SECTION 16.4     Cancellation of Insurance.  Before either party, or its insurer,  cancels or replaces any insurance required under this Agreement, not due to failure to pay premium, that party, or insurer, shall provide the other party with at least thirty (30) days written notice, but only if such replacement coverage diminishes the scope of the existing coverage sought to be changed or cancelled.  If either party receives actual or constructive notice that insurance required under this Agreement is to be terminated by an insurer due to failure to pay premium, then that party shall give the other party notice of such termination as soon as is commercially reasonable after receiving such notice, but in no case, more than two (2) business days after receiving such notice.

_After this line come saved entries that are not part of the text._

use rustls::client::danger::{HandshakeSignatureValid, ServerCertVerified, ServerCertVerifier};
use rustls::crypto::{CryptoProvider, WebPkiSupportedAlgorithms};
use rustls::pki_types::{CertificateDer, PrivateKeyDer, ServerName, UnixTime};
use rustls::server::danger::{ClientCertVerified, ClientCertVerifier};
use rustls::{
    CertificateError, ClientConfig, DigitallySignedStruct, DistinguishedName, ServerConfig,
    SignatureScheme,
};
use sha2::{Digest, Sha256};
use tokio_rustls::{TlsAcceptor, TlsConnector};

use crate::config::TrustPaths;
use crate::error::{ConfigError, TlsError};

/// SHA-256 digest of a DER-encoded certificate
#[derive(Clone, Copy, PartialEq, Eq, Hash)]
pub struct Fingerprint([u8; 32]);

impl Fingerprint {
    /// Fingerprint of a certificate
    pub fn of(cert: &CertificateDer<'_>) -> Self {
        Self(Sha256::digest(cert.as_ref()).into())
    }
}

impl fmt::Display for Fingerprint {
    fn fmt(&self, f: &mut fmt::Formatter<'_>) -> fmt::Result {
        write!(f, "SHA256:{}", hex::encode(self.0))
    }
}

impl fmt::Debug for Fingerprint {
    fn fmt(&self, f: &mut fmt::Formatter<'_>) -> fmt::Result {
        fmt::Display::fmt(self, f)
    }
}

/// The set of peer certificates this endpoint accepts
#[derive(Debug, Clone, Default)]
pub struct TrustBundle {
    fingerprints: HashSet<Fingerprint>,
}

impl TrustBundle {
    /// Build a bundle from already-parsed certificates
    pub fn from_certs<'a, 'b: 'a>(certs: impl IntoIterator<Item = &'a CertificateDer<'b>>) -> Self {
        Self {
            fingerprints: certs.into_iter().map(|cert| Fingerprint::of(cert)).collect(),
        }
    }

    /// Parse zero or more concatenated PEM certificates
    pub fn from_pem(reader: &mut dyn BufRead) -> std::io::Result<Self> {
        let certs = rustls_pemfile::certs(reader).collect::<Result<Vec<_>, _>>()?;
        Ok(Self::from_certs(&certs))
    }

    /// Load a trust bundle file. An empty file is a valid, empty bundle.
    pub fn load(path: &Path) -> Result<Self, ConfigError> {
        let mut reader = open(path)?;
        Self::from_pem(&mut reader).map_err(|source| ConfigError::Read {
            path: path.to_path_buf(),
            source,
        })
    }

    /// Whether `cert` is pinned by this bundle
    pub fn contains(&self, cert: &CertificateDer<'_>) -> bool {
        self.fingerprints.contains(&Fingerprint::of(cert))
    }

    /// Number of pinned certificates
    pub fn len(&self) -> usize {
        self.fingerprints.len()
    }

    /// Whether no certificate is pinned
    pub fn is_empty(&self) -> bool {
        self.fingerprints.is_empty()
    }
}
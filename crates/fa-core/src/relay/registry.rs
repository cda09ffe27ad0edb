//! Forwarding registry

use std::collections::HashMap;
use std::io;
use std::pin::Pin;
use std::sync::Arc;

use bytes::Bytes;
use fa_protocol::BUF_SIZE;
use futures::{FutureExt, Stream, StreamExt};
use tokio::io::{AsyncWriteExt, ReadHalf, WriteHalf};
use tokio::net::{TcpListener, UnixListener};
use tokio_stream::wrappers::{TcpListenerStream, UnixListenerStream};
use tokio_stream::StreamMap;
use tokio_util::io::ReaderStream;

use super::{Acceptor, BoxedDuplex, ConnId, Duplex, Incoming};

/// Readiness event produced by a registered source
pub(crate) enum Event {
    /// Bytes read from a connection, at most [`BUF_SIZE`]
    Data(io::Result<Bytes>),
    /// The connection reached end of stream
    Closed,
    /// A listener accepted a connection
    Incoming(io::Result<Incoming>),
}

type Source = Pin<Box<dyn Stream<Item = Event> + Send>>;
type Writer = WriteHalf<BoxedDuplex>;

pub(crate) enum Handler {
    /// Mirror bytes into the write half of `peer`
    Forward { peer: ConnId, out: Writer },
    /// Send each chunk to `agent` and return exactly one reply chunk
    RequestReply { agent: BoxedDuplex, out: Writer },
    /// Hand accepted connections to `acceptor`
    Accept {
        acceptor: Arc<dyn Acceptor>,
        label: String,
    },
}

/// Every connection the relay currently owns
///
/// A connection has at most one reader: its source in the stream map.
/// Writers live inside the handler of whichever connection feeds them.
#[derive(Default)]
pub struct Registry {
    sources: StreamMap<ConnId, Source>,
    handlers: HashMap<ConnId, Handler>,
    next_id: u64,
}

impl Registry {
    pub fn new() -> Self {
        Self::default()
    }

    fn allocate(&mut self) -> ConnId {
        self.next_id += 1;
        ConnId::new(self.next_id)
    }

    /// Register a listener; each accepted connection is given to `acceptor`
    pub fn add_listener<S>(
        &mut self,
        label: impl Into<String>,
        incoming: S,
        acceptor: Arc<dyn Acceptor>,
    ) -> ConnId
    where
        S: Stream<Item = io::Result<Incoming>> + Send + 'static,
    {
        let id = self.allocate();
        let label = label.into();
        tracing::debug!("Registered listener {} as {}", label, id);
        self.sources.insert(id, Box::pin(incoming.map(Event::Incoming)));
        self.handlers.insert(id, Handler::Accept { acceptor, label });
        id
    }

    /// Register a Unix domain socket listener
    pub fn add_unix_listener(
        &mut self,
        label: impl Into<String>,
        listener: UnixListener,
        acceptor: Arc<dyn Acceptor>,
    ) -> ConnId {
        let incoming = UnixListenerStream::new(listener).map(|res| res.map(Incoming::Unix));
        self.add_listener(label, incoming, acceptor)
    }

    /// Register a TCP listener
    pub fn add_tcp_listener(
        &mut self,
        label: impl Into<String>,
        listener: TcpListener,
        acceptor: Arc<dyn Acceptor>,
    ) -> ConnId {
        let incoming = TcpListenerStream::new(listener).map(|res| res.map(Incoming::Tcp));
        self.add_listener(label, incoming, acceptor)
    }

    /// Register two connections as a forwarding pair
    pub fn add_pair(&mut self, a: impl Duplex, b: impl Duplex) -> (ConnId, ConnId) {
        let (a_id, b_id) = (self.allocate(), self.allocate());
        let (a_read, a_write) = tokio::io::split(Box::new(a) as BoxedDuplex);
        let (b_read, b_write) = tokio::io::split(Box::new(b) as BoxedDuplex);

        self.sources.insert(a_id, reader(a_read));
        self.sources.insert(b_id, reader(b_read));
        self.handlers.insert(
            a_id,
            Handler::Forward {
                peer: b_id,
                out: b_write,
            },
        );
        self.handlers.insert(
            b_id,
            Handler::Forward {
                peer: a_id,
                out: a_write,
            },
        );

        tracing::debug!("Registered pair {} <-> {}", a_id, b_id);
        (a_id, b_id)
    }

    /// Register a tunnel whose chunks are answered through `agent`
    ///
    /// Only the tunnel is polled; the agent channel is read once per chunk.
    pub fn add_request_reply(&mut self, tunnel: impl Duplex, agent: impl Duplex) -> ConnId {
        let id = self.allocate();
        let (read, write) = tokio::io::split(Box::new(tunnel) as BoxedDuplex);

        self.sources.insert(id, reader(read));
        self.handlers.insert(
            id,
            Handler::RequestReply {
                agent: Box::new(agent),
                out: write,
            },
        );

        tracing::debug!("Registered request/reply tunnel {}", id);
        id
    }

    pub fn contains(&self, id: ConnId) -> bool {
        self.handlers.contains_key(&id)
    }

    /// Number of registered connections, listeners included
    pub fn len(&self) -> usize {
        self.handlers.len()
    }

    pub fn is_empty(&self) -> bool {
        self.handlers.is_empty()
    }

    /// The other half of a forwarding pair
    pub fn peer_of(&self, id: ConnId) -> Option<ConnId> {
        match self.handlers.get(&id) {
            Some(Handler::Forward { peer, .. }) => Some(*peer),
            _ => None,
        }
    }

    pub fn is_listener(&self, id: ConnId) -> bool {
        matches!(self.handlers.get(&id), Some(Handler::Accept { .. }))
    }

    pub(crate) fn acceptor(&self, id: ConnId) -> Option<(Arc<dyn Acceptor>, String)> {
        match self.handlers.get(&id) {
            Some(Handler::Accept { acceptor, label }) => Some((acceptor.clone(), label.clone())),
            _ => None,
        }
    }

    pub(crate) fn handler_mut(&mut self, id: ConnId) -> Option<&mut Handler> {
        self.handlers.get_mut(&id)
    }

    /// Deregister `id` and, if it is half of a pair, its peer
    ///
    /// Writers are shut down on a best-effort basis; dropping the halves
    /// closes the underlying connections.
    pub async fn close(&mut self, id: ConnId) {
        let Some(handler) = self.deregister(id) else {
            return;
        };

        match handler {
            Handler::Forward { peer, mut out } => {
                let _ = out.shutdown().await;
                if let Some(Handler::Forward { out: mut back, .. }) = self.deregister(peer) {
                    let _ = back.shutdown().await;
                }
                tracing::debug!("Closed pair {} <-> {}", id, peer);
            }
            Handler::RequestReply {
                mut agent,
                mut out,
            } => {
                let _ = out.shutdown().await;
                let _ = agent.shutdown().await;
                tracing::debug!("Closed request/reply tunnel {}", id);
            }
            Handler::Accept { label, .. } => {
                tracing::debug!("Closed listener {}", label);
            }
        }
    }

    fn deregister(&mut self, id: ConnId) -> Option<Handler> {
        self.sources.remove(&id);
        self.handlers.remove(&id)
    }

    /// Wait until at least one source is ready, then drain every event that
    /// is ready without waiting
    ///
    /// Returns an empty batch once no sources are left.
    pub(crate) async fn next_batch(&mut self) -> Vec<(ConnId, Event)> {
        let mut batch = Vec::new();
        match self.sources.next().await {
            Some(first) => batch.push(first),
            None => return batch,
        }

        for _ in 1..self.sources.len() {
            match self.sources.next().now_or_never() {
                Some(Some(item)) => batch.push(item),
                _ => break,
            }
        }
        batch
    }
}

fn reader(read: ReadHalf<BoxedDuplex>) -> Source {
    Box::pin(
        ReaderStream::with_capacity(read, BUF_SIZE)
            .map(Event::Data)
            .chain(futures::stream::once(async { Event::Closed })),
    )
}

SECTION 16.5     Occurrence v. Claims-Made.  Provided such coverage is commercially available, coverage required under this Agreement will be provided on an occurrence basis.  When only claims-made coverage is commercially available, such coverage will, for a period of not less than three years following expiration, or earlier termination of this Agreement, either continue to be maintained or provided through an extended reporting endorsement (tail coverage), provided such coverage is commercially available.

SECTION 16.6     Carrier Rating.  All insurance obligations under this Agreement shall be placed with an insurer that (a) has an A.M. Best rating of A- (X) or better or (b) is a qualified self-insurance program that is approved by the other party to this Agreement.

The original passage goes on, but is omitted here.